▶ YOUR OBJECTIVE: Report every line in the records below that holds the word "Some".

▶ Stored data entries:
·····

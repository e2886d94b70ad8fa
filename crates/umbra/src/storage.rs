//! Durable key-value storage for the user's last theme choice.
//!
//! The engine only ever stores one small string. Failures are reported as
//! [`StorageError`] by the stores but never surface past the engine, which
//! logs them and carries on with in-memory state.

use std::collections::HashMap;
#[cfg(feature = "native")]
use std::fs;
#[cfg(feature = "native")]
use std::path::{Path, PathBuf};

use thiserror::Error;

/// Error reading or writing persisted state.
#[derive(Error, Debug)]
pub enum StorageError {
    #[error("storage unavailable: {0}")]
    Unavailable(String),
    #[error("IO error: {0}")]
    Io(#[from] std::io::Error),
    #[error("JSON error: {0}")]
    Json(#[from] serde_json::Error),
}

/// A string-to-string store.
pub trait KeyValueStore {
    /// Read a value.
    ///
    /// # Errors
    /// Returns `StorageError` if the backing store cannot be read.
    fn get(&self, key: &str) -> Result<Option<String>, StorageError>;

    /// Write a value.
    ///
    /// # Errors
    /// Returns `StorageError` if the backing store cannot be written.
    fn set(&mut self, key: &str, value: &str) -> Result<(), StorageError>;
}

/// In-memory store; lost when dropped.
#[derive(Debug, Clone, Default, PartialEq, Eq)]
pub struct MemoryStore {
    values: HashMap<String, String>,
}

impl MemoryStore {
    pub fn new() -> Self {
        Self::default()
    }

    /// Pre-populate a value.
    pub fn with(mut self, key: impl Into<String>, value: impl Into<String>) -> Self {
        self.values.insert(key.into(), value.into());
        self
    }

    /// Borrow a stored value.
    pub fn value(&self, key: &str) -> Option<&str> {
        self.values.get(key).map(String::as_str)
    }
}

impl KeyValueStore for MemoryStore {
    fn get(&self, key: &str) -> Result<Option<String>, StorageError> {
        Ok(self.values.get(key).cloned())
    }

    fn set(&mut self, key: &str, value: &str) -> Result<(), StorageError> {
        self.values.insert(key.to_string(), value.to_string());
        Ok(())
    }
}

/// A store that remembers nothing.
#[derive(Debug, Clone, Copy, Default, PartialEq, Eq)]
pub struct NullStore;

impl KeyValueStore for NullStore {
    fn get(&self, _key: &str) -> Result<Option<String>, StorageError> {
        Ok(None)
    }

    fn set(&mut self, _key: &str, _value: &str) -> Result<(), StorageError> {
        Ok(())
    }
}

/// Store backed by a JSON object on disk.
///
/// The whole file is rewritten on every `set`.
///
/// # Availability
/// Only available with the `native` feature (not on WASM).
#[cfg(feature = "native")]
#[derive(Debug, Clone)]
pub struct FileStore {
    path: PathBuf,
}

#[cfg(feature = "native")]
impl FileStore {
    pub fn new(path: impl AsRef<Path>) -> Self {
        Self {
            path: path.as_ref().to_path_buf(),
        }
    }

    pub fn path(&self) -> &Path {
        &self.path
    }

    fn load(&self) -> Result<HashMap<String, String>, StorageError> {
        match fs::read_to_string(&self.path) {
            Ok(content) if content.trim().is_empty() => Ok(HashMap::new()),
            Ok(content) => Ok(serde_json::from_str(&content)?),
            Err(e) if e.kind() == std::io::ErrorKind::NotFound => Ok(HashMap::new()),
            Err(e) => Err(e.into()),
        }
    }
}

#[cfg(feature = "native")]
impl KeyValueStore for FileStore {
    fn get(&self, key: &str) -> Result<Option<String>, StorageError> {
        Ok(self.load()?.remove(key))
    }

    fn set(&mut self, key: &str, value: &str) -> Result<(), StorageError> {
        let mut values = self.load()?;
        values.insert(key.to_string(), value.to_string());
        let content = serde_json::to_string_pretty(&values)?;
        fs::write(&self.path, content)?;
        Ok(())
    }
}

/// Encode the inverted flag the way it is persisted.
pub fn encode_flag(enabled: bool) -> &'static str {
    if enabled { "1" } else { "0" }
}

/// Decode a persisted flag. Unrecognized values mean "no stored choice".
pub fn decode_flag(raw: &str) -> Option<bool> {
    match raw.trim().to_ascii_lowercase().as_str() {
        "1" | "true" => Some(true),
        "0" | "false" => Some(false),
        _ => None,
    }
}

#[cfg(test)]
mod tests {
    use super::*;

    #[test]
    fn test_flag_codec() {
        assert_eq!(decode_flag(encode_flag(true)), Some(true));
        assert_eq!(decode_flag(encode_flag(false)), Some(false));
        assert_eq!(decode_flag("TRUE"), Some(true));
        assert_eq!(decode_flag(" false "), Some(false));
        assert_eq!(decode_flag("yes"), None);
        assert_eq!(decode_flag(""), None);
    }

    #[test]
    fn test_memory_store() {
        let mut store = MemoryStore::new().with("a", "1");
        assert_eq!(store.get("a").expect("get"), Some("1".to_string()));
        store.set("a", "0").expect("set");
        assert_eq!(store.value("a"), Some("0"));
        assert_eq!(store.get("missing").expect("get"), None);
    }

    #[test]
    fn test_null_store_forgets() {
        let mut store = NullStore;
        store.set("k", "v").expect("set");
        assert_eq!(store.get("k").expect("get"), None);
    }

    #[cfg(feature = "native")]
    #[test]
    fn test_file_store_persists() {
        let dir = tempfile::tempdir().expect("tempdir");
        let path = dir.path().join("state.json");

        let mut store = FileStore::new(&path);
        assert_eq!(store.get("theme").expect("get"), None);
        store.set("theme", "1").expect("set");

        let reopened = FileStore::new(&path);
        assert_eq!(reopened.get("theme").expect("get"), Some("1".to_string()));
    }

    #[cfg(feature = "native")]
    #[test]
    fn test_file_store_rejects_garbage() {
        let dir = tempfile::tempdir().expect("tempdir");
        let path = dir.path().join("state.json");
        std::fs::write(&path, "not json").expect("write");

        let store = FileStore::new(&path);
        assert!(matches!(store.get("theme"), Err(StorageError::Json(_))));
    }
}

·····

▶ RESULT OF THE TASK:
        "1" | "true" => Some(true),
        "0" | "false" => Some(false),
        assert_eq!(decode_flag(encode_flag(true)), Some(true));
        assert_eq!(decode_flag(encode_flag(false)), Some(false));
        assert_eq!(decode_flag("TRUE"), Some(true));
        assert_eq!(decode_flag(" false "), Some(false));
        assert_eq!(store.get("a").expect("get"), Some("1".to_string()));
        assert_eq!(store.value("a"), Some("0"));
        assert_eq!(reopened.get("theme").expect("get"), Some("1".to_string()));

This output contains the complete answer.